Empresária de Roraima está entre os presos por atos terroristas em Brasília

Foto: Reprodução
Regina Aparecida Silva, de 53 anos, é dona de uma empresa de cultivo e fabricação de produtos do arroz.
Fonte: G1 RR

A empresária do agronegócio em Roraima, Regina Aparecida Silva, de 53 anos, foi uma das pessoas presas em Brasília no dia dos ataques terroristas ocorridos na Praça dos Três Poderes, em Brasília.

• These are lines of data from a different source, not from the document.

//! Emitter output-format tests driven through a short, hand-scheduled
//! command sequence rather than the emitters' own module-local unit tests.

use dimmsim_core::config::Config;
use dimmsim_core::dimm::Dimm;
use dimmsim_core::emit::terse::TerseEmitter;
use dimmsim_core::emit::verbose::VerboseEmitter;
use dimmsim_core::emit::Emitter;
use dimmsim_core::queue::PendingQueue;
use dimmsim_core::request::OpKind;
use dimmsim_core::request::Request;
use dimmsim_core::scheduler::schedule_one;

fn run_commands(config: &Config, ticks: u64) -> Vec<dimmsim_core::scheduler::IssuedCommand> {
    let mut dimm = Dimm::new(config);
    let mut queue = PendingQueue::new(config.dimm.queue_capacity);
    queue.push(Request::new(0, OpKind::Read, 0x0)).unwrap();

    let mut issued = Vec::new();
    let mut now = 0u64;
    for _ in 0..ticks {
        let outcome = schedule_one(&mut queue, &mut dimm, &config.scheduler, &config.timing, now).unwrap();
        if let Some(cmd) = outcome.issued {
            issued.push(cmd);
        }
        now += 1;
    }
    issued
}

#[test]
fn terse_emitter_produces_one_line_per_issued_command() {
    let config = Config::default();
    let commands = run_commands(&config, 200);
    assert!(!commands.is_empty());

    let mut emitter = TerseEmitter::new(Vec::new());
    for cmd in &commands {
        emitter.on_issue(*cmd).unwrap();
    }

    let output = String::from_utf8(emitter.into_writer()).unwrap();
    assert_eq!(output.lines().count(), commands.len());
    for line in output.lines() {
        assert!(line.contains('\t'));
    }
}

#[test]
fn verbose_emitter_reports_a_begin_and_end_for_every_command() {
    let config = Config::default();
    let commands = run_commands(&config, 200);
    assert!(!commands.is_empty());

    let mut emitter = VerboseEmitter::new(Vec::new());
    for cmd in &commands {
        emitter.on_issue(*cmd).unwrap();
        emitter.tick(cmd.duration.max(1)).unwrap();
    }
    emitter.tick(10_000).unwrap();

    let output = String::from_utf8(emitter.into_writer()).unwrap();
    let begins = output.matches("BEGIN").count();
    let ends = output.matches("END").count();
    assert_eq!(begins, commands.len());
    assert_eq!(ends, commands.len());
}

Ela estava junto aos mais de mil manifestantes radicais contrários à vitória do atual presidente Lula (PT) que acampavam em frente ao Quartel-general da capital federal e pediam intervenção militar, o que é considerado ato antidemocrático.

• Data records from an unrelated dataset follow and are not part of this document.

//! Decoded memory requests and the DRAM commands that service them.
//!
//! This module provides:
//! 1. **Address decoding:** splitting a raw trace address into bank group,
//!    bank, row, and column fields (spec §4.1).
//! 2. **`Request`:** a decoded trace line plus its live scheduling state
//!    (`next_cmd`, `age`, `time_in_queue`) (spec §3).
//! 3. **`DramCommand`/`NextAction`:** the tight command enum and the
//!    request-progress sum type the Design Notes recommend in place of the
//!    original's sentinel `NONE`/`REMOVE` variants.

use crate::common::constants::{
    BANK_BITS, BANK_GROUP_BITS, BYTE_SELECT_BITS, LOWER_COLUMN_BITS, UPPER_COLUMN_BITS,
};

/// The kind of memory operation a request represents.
#[derive(Debug, Clone, Copy, PartialEq, Eq, Hash)]
pub enum OpKind {
    /// Data read (trace op code `0`).
    Read,
    /// Data write (trace op code `1`).
    Write,
    /// Instruction fetch (trace op code `2`).
    Ifetch,
}

impl OpKind {
    /// Parses a trace op code (`0`, `1`, or `2`) into an [`OpKind`].
    ///
    /// Returns `None` for any other value; the caller reports a
    /// [`crate::common::SimError::ParseError`].
    #[must_use]
    pub fn from_code(code: u8) -> Option<Self> {
        match code {
            0 => Some(OpKind::Read),
            1 => Some(OpKind::Write),
            2 => Some(OpKind::Ifetch),
            _ => None,
        }
    }

    /// Returns `true` if this request performs a DRAM WRITE column access
    /// (as opposed to READ, used by both `Read` and `Ifetch` requests).
    #[must_use]
    pub fn is_write(self) -> bool {
        matches!(self, OpKind::Write)
    }
}

/// The four DRAM commands the timing core and scheduler operate on.
#[derive(Debug, Clone, Copy, PartialEq, Eq, Hash)]
pub enum DramCommand {
    /// Closes the open row, returning the bank to `PRECHARGED`.
    Precharge,
    /// Opens a row, moving the bank to `ACTIVE`.
    Activate,
    /// Column read access to the open row.
    Read,
    /// Column write access to the open row.
    Write,
}

impl DramCommand {
    /// Short mnemonic used by the terse emitter (`PRE`, `ACT`, `RD `, `WR `).
    #[must_use]
    pub fn mnemonic(self) -> &'static str {
        match self {
            DramCommand::Precharge => "PRE",
            DramCommand::Activate => "ACT",
            DramCommand::Read => "RD ",
            DramCommand::Write => "WR ",
        }
    }
}

/// What a request still needs before it can be removed from the queue.
///
/// Replaces the original's sentinel `REMOVE` enum variant: a request is
/// either waiting on a specific DRAM command, or `Done` and eligible for
/// removal once its trailing `age` drains to zero.
#[derive(Debug, Clone, Copy, PartialEq, Eq)]
pub enum NextAction {
    /// The request still needs this DRAM command issued.
    Pending(DramCommand),
    /// All commands have been issued; the request is draining its final
    /// completion latency before removal.
    Done,
}

/// The address fields decoded from a raw trace address (spec §4.1).
#[derive(Debug, Clone, Copy, PartialEq, Eq)]
pub struct DecodedAddress {
    /// Bits `[2:0]`: byte offset within the accessed column (not used for
    /// timing — addresses are never dereferenced, spec Non-goals).
    pub byte_select: u8,
    /// Bits `[5:3]`: lower 3 bits of the column address.
    pub lower_column: u8,
    /// Bits `[7:6]`: bank group index.
    pub bank_group: u8,
    /// Bits `[9:8]`: bank index within the group.
    pub bank: u8,
    /// Bits `[17:10]`: upper 8 bits of the column address.
    pub upper_column: u8,
    /// Bits `[32:18]`: row index.
    pub row: u32,
}

impl DecodedAddress {
    /// Decodes a raw trace address into its constituent fields.
    ///
    /// Field layout (spec §4.1): `[2:0]=byte_select`, `[5:3]=lower_column`,
    /// `[7:6]=bank_group`, `[9:8]=bank`, `[17:10]=upper_column`,
    /// `[32:18]=row`. The row field is not range-checked here; callers
    /// validate it against the DIMM's configured `rows_per_bank`.
    #[must_use]
    pub fn decode(addr: u64) -> Self {
        let byte_select = (addr & mask(BYTE_SELECT_BITS)) as u8;
        let lower_column = ((addr >> 3) & mask(LOWER_COLUMN_BITS)) as u8;
        let bank_group = ((addr >> 6) & mask(BANK_GROUP_BITS)) as u8;
        let bank = ((addr >> 8) & mask(BANK_BITS)) as u8;
        let upper_column = ((addr >> 10) & mask(UPPER_COLUMN_BITS)) as u8;
        let row = ((addr >> 18) & mask(15)) as u32;
        Self {
            byte_select,
            lower_column,
            bank_group,
            bank,
            upper_column,
            row,
        }
    }

    /// Reassembles the full column address from its upper and lower parts.
    ///
    /// `col = (upper_column << 3) | lower_column`, used by the terse
    /// emitter (spec §4.5).
    #[must_use]
    pub fn column(&self) -> u16 {
        (u16::from(self.upper_column) << 3) | u16::from(self.lower_column)
    }
}

#[inline]
fn mask(bits: u32) -> u64 {
    (1u64 << bits) - 1
}

/// A decoded trace line plus its live scheduling state.
///
/// Created by the trace reader, mutated only by the scheduler, and
/// destroyed once `next_cmd == NextAction::Done` and `age == 0` (spec §3).
#[derive(Debug, Clone, Copy, PartialEq, Eq)]
pub struct Request {
    /// CPU cycle at which this request arrived at the controller.
    pub t_arrive: u64,
    /// The kind of memory operation.
    pub kind: OpKind,
    /// The raw trace address (retained for diagnostics; never
    /// dereferenced — no data movement is modeled).
    pub address: u64,
    /// Decoded address fields.
    pub addr: DecodedAddress,
    /// The DRAM command still required to make progress, or `Done`.
    pub next_cmd: NextAction,
    /// CPU cycles until the next scheduling opportunity for this request;
    /// `0` means ready now. Saturates at `u8::MAX`.
    pub age: u8,
    /// CPU cycles since this request entered the pending queue. Saturates
    /// at `u16::MAX`.
    pub time_in_queue: u16,
}

impl Request {
    /// Creates a new request in its initial state: `next_cmd` is
    /// `Pending(Activate)` (every request must open its row first, even if
    /// the bank happens to already hold it open — the scheduler's decode
    /// step corrects this on the first tick by trying READ/WRITE first),
    /// `age` and `time_in_queue` both `0`.
    #[must_use]
    pub fn new(t_arrive: u64, kind: OpKind, address: u64) -> Self {
        Self {
            t_arrive,
            kind,
            address,
            addr: DecodedAddress::decode(address),
            next_cmd: NextAction::Pending(DramCommand::Activate),
            age: 0,
            time_in_queue: 0,
        }
    }

    /// Returns the bank group index for this request.
    #[must_use]
    pub fn group(&self) -> u8 {
        self.addr.bank_group
    }

    /// Returns the bank index (within its group) for this request.
    #[must_use]
    pub fn bank(&self) -> u8 {
        self.addr.bank
    }

    /// Returns the row index for this request.
    #[must_use]
    pub fn row(&self) -> u32 {
        self.addr.row
    }

    /// Returns `true` once this request has no more commands pending and
    /// its trailing age has drained — i.e. it is ready for removal.
    #[must_use]
    pub fn is_complete(&self) -> bool {
        self.next_cmd == NextAction::Done && self.age == 0
    }
}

Regina é sócia do marido em uma empresa de cultivo e fabricação de produtos do arroz em Roraima. Em 2022, ela foi suplente do candidato ao Senado pelo PMN Juiz Helder Girão, porém, ele teve a candidatura barrada pelo Tribunal Regional Eleitoral (TRE).

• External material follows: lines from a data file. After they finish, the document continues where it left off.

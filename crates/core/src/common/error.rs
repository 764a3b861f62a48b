//! Error taxonomy for the DIMM timing simulator.
//!
//! This module defines the single error type shared by every component. It
//! provides:
//! 1. **Recoverable errors:** `ParseError` and `AddressOutOfRange`, handled
//!    locally by the trace reader's caller (the line is skipped).
//! 2. **Fatal errors:** `QueueFull` (throttles ingest, not actually fatal —
//!    see [`SimError::QueueFull`] docs), `BadArgs`, `IllegalCommand`,
//!    `IoError`, and `Overflow`, which propagate out of the simulation
//!    driver and become the process exit code.

use std::fmt;

/// The unified error type for every fallible operation in the simulator.
///
/// Mirrors the taxonomy in the specification's error handling design:
/// locally-recovered parse errors, and fatal errors that indicate either a
/// malformed trace, a programmer error in the scheduler, or an I/O failure.
#[derive(thiserror::Error, Debug)]
pub enum SimError {
    /// A trace line did not have the expected `<cycle> <op> <addr>` shape.
    #[error("parse error at line {line}: {reason}")]
    ParseError {
        /// 1-based line number in the trace file.
        line: usize,
        /// Human-readable description of what was wrong with the line.
        reason: String,
    },

    /// A trace line decoded to a row address outside the DIMM's geometry.
    #[error("address out of range at line {line}: row {row} >= {rows_per_bank}")]
    AddressOutOfRange {
        /// 1-based line number in the trace file.
        line: usize,
        /// The decoded row index that was out of range.
        row: u32,
        /// The configured number of rows per bank.
        rows_per_bank: u32,
    },

    /// The pending queue rejected a push because it is at capacity.
    ///
    /// This is not actually fatal in the driver: a full queue naturally
    /// throttles trace ingest (the reader retries the request next tick).
    /// It is an error type rather than an `Option` return because some
    /// call sites (tests exercising the queue directly) do treat it as a
    /// hard failure.
    #[error("pending queue is full (capacity {capacity})")]
    QueueFull {
        /// The queue's configured capacity.
        capacity: usize,
    },

    /// A DIMM-core call received an out-of-range bank, group, or row index.
    #[error("bad arguments to {function}: {detail}")]
    BadArgs {
        /// The DIMM-core function that rejected its arguments.
        function: &'static str,
        /// What was wrong with the arguments.
        detail: String,
    },

    /// A command was issued that the addressed bank's state forbids.
    #[error("illegal command {command} on bank (group {group}, bank {bank}): {detail}")]
    IllegalCommand {
        /// The command that could not be issued.
        command: &'static str,
        /// The bank group index.
        group: u8,
        /// The bank index within the group.
        bank: u8,
        /// Why the command was illegal in the bank's current state.
        detail: String,
    },

    /// Writing to the output stream failed.
    #[error("output I/O error: {0}")]
    IoError(#[from] std::io::Error),

    /// The CPU-cycle counter `now` would wrap on the next advance.
    #[error("simulation time overflowed at cycle {at}")]
    Overflow {
        /// The cycle value at which the overflow was detected.
        at: u64,
    },
}

/// Coarse classification used by `main` to select a process exit code.
///
/// Recoverable errors never reach this type; it exists only to give
/// [`SimError`] variants a stable, small exit-code mapping independent of
/// their `Display` text.
#[derive(Clone, Copy, Debug, PartialEq, Eq)]
pub enum ExitClass {
    /// Clean termination: EOF with an empty queue.
    Clean,
    /// A fatal error occurred; the process should exit nonzero.
    Fatal,
}

impl fmt::Display for ExitClass {
    fn fmt(&self, f: &mut fmt::Formatter<'_>) -> fmt::Result {
        match self {
            ExitClass::Clean => write!(f, "clean"),
            ExitClass::Fatal => write!(f, "fatal"),
        }
    }
}

impl SimError {
    /// Returns `true` if this error is locally recoverable by skipping the
    /// offending trace line, `false` if it must propagate and abort the
    /// simulation.
    #[must_use]
    pub fn is_recoverable(&self) -> bool {
        matches!(
            self,
            SimError::ParseError { .. } | SimError::AddressOutOfRange { .. }
        )
    }
}
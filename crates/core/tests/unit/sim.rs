//! End-to-end event-loop tests driving [`Simulator`] against in-memory and
//! on-disk traces under every scheduling policy.

use std::io::{Cursor, Write};

use pretty_assertions::assert_eq;
use rstest::rstest;
use tempfile::NamedTempFile;

use dimmsim_core::common::error::ExitClass;
use dimmsim_core::config::{Config, Policy, SchedulerConfig};
use dimmsim_core::emit::terse::TerseEmitter;
use dimmsim_core::Simulator;

fn config_with(policy: Policy) -> Config {
    Config {
        scheduler: SchedulerConfig {
            policy,
            ..SchedulerConfig::default()
        },
        ..Config::default()
    }
}

#[rstest]
#[case(Policy::Strict)]
#[case(Policy::LooseInOrder)]
#[case(Policy::Optimized)]
fn every_policy_drains_a_small_trace_cleanly(#[case] policy: Policy) {
    let trace = "0 0 0x0\n0 1 0x100\n5 2 0x400000\n";
    let source = Cursor::new(trace.as_bytes().to_vec());
    let output = Vec::new();
    let emitter = TerseEmitter::new(output);
    let mut sim = Simulator::new(source, emitter, config_with(policy), true);

    let report = sim.run().expect("simulation should not error");
    assert_eq!(report.exit, ExitClass::Clean);

    let stats = report.stats.expect("stats were requested");
    let total = stats.total.expect("three requests completed");
    assert!(total.max >= total.min);
}

#[test]
fn trace_read_from_a_real_file_matches_in_memory_behavior() {
    let contents = "0 0 0x0\n1 0 0x8\n2 0 0x10\n";

    let mut file = NamedTempFile::new().expect("tempfile");
    write!(file, "{contents}").expect("write trace");
    let path = file.path().to_path_buf();

    let from_disk = std::fs::File::open(&path).expect("reopen trace");
    let mut sim_disk = Simulator::new(
        from_disk,
        TerseEmitter::new(Vec::new()),
        config_with(Policy::LooseInOrder),
        false,
    );
    let report_disk = sim_disk.run().expect("disk-backed run should not error");

    let mut sim_mem = Simulator::new(
        Cursor::new(contents.as_bytes().to_vec()),
        TerseEmitter::new(Vec::new()),
        config_with(Policy::LooseInOrder),
        false,
    );
    let report_mem = sim_mem.run().expect("in-memory run should not error");

    assert_eq!(report_disk.exit, report_mem.exit);
    assert_eq!(report_disk.final_cycle, report_mem.final_cycle);
}

#[test]
fn queue_capacity_throttles_ingest_without_dropping_requests() {
    let mut trace = String::new();
    for cycle in 0..20u64 {
        trace.push_str(&format!("{cycle} 0 0x{:x}\n", cycle * 8));
    }

    let mut config = config_with(Policy::LooseInOrder);
    config.dimm.queue_capacity = 2;

    let mut sim = Simulator::new(
        Cursor::new(trace.into_bytes()),
        TerseEmitter::new(Vec::new()),
        config,
        true,
    );
    let report = sim.run().expect("throttled run should still drain");
    assert_eq!(report.exit, ExitClass::Clean);
    let total = report.stats.unwrap().total.unwrap();
    assert!(total.max > 0);
}

#[test]
fn malformed_lines_are_skipped_and_the_rest_of_the_trace_still_runs() {
    let trace = "not a real line\n0 9 0x0\n0 0 0x0\n";
    let mut sim = Simulator::new(
        Cursor::new(trace.as_bytes().to_vec()),
        TerseEmitter::new(Vec::new()),
        config_with(Policy::LooseInOrder),
        true,
    );
    let report = sim.run().expect("recoverable errors must not abort the run");
    assert_eq!(report.exit, ExitClass::Clean);
    assert_eq!(report.stats.unwrap().total.unwrap().min, report.stats.unwrap().total.unwrap().max);
}

#[test]
fn empty_trace_produces_no_stats_sections() {
    let mut sim = Simulator::new(
        Cursor::new(Vec::new()),
        TerseEmitter::new(Vec::new()),
        config_with(Policy::LooseInOrder),
        true,
    );
    let report = sim.run().unwrap();
    assert_eq!(report.final_cycle, 0);
    assert!(report.stats.unwrap().total.is_none());
}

A empresária está presa na Penitenciária Feminina do Distrito Federal, conhecida como Colmeia.

No dia em que foi presa, Policiais Militares do DF e a Polícia do Exército cercaram o quartel general do Exército após a depredação e ataques às sedes dos três poderes de Brasília, onde os manifestantes foram colocados em ônibus e levados para a Polícia Federal onde permaneceram no ginásio da academia da PF.

O filho de Regina disse que a mãe passou por uma audiência de custódia e recebeu o aval da Procuradora Federal para ser solta. No entanto, aguarda manifestação do ministro do Supremo Tribunal Federal (STF) Alexandre de Moraes – ele é quem vai decidir ou não pela liberdade da empresária.

A empresária, segundo o filho, provou não ter participado do vandalismo que destruiu os três poderes. Um advogado acompanhou Regina durante audiência.

Na audiência, a defesa alegou que Regina viajou de Boa Vista a Brasília no dia 8 de janeiro para falar com conhecidos no quartel general. Em seguida, ela iria pegar um ônibus da capital federal para o município de Itauçu, em Goiás, onde moram os pais dela.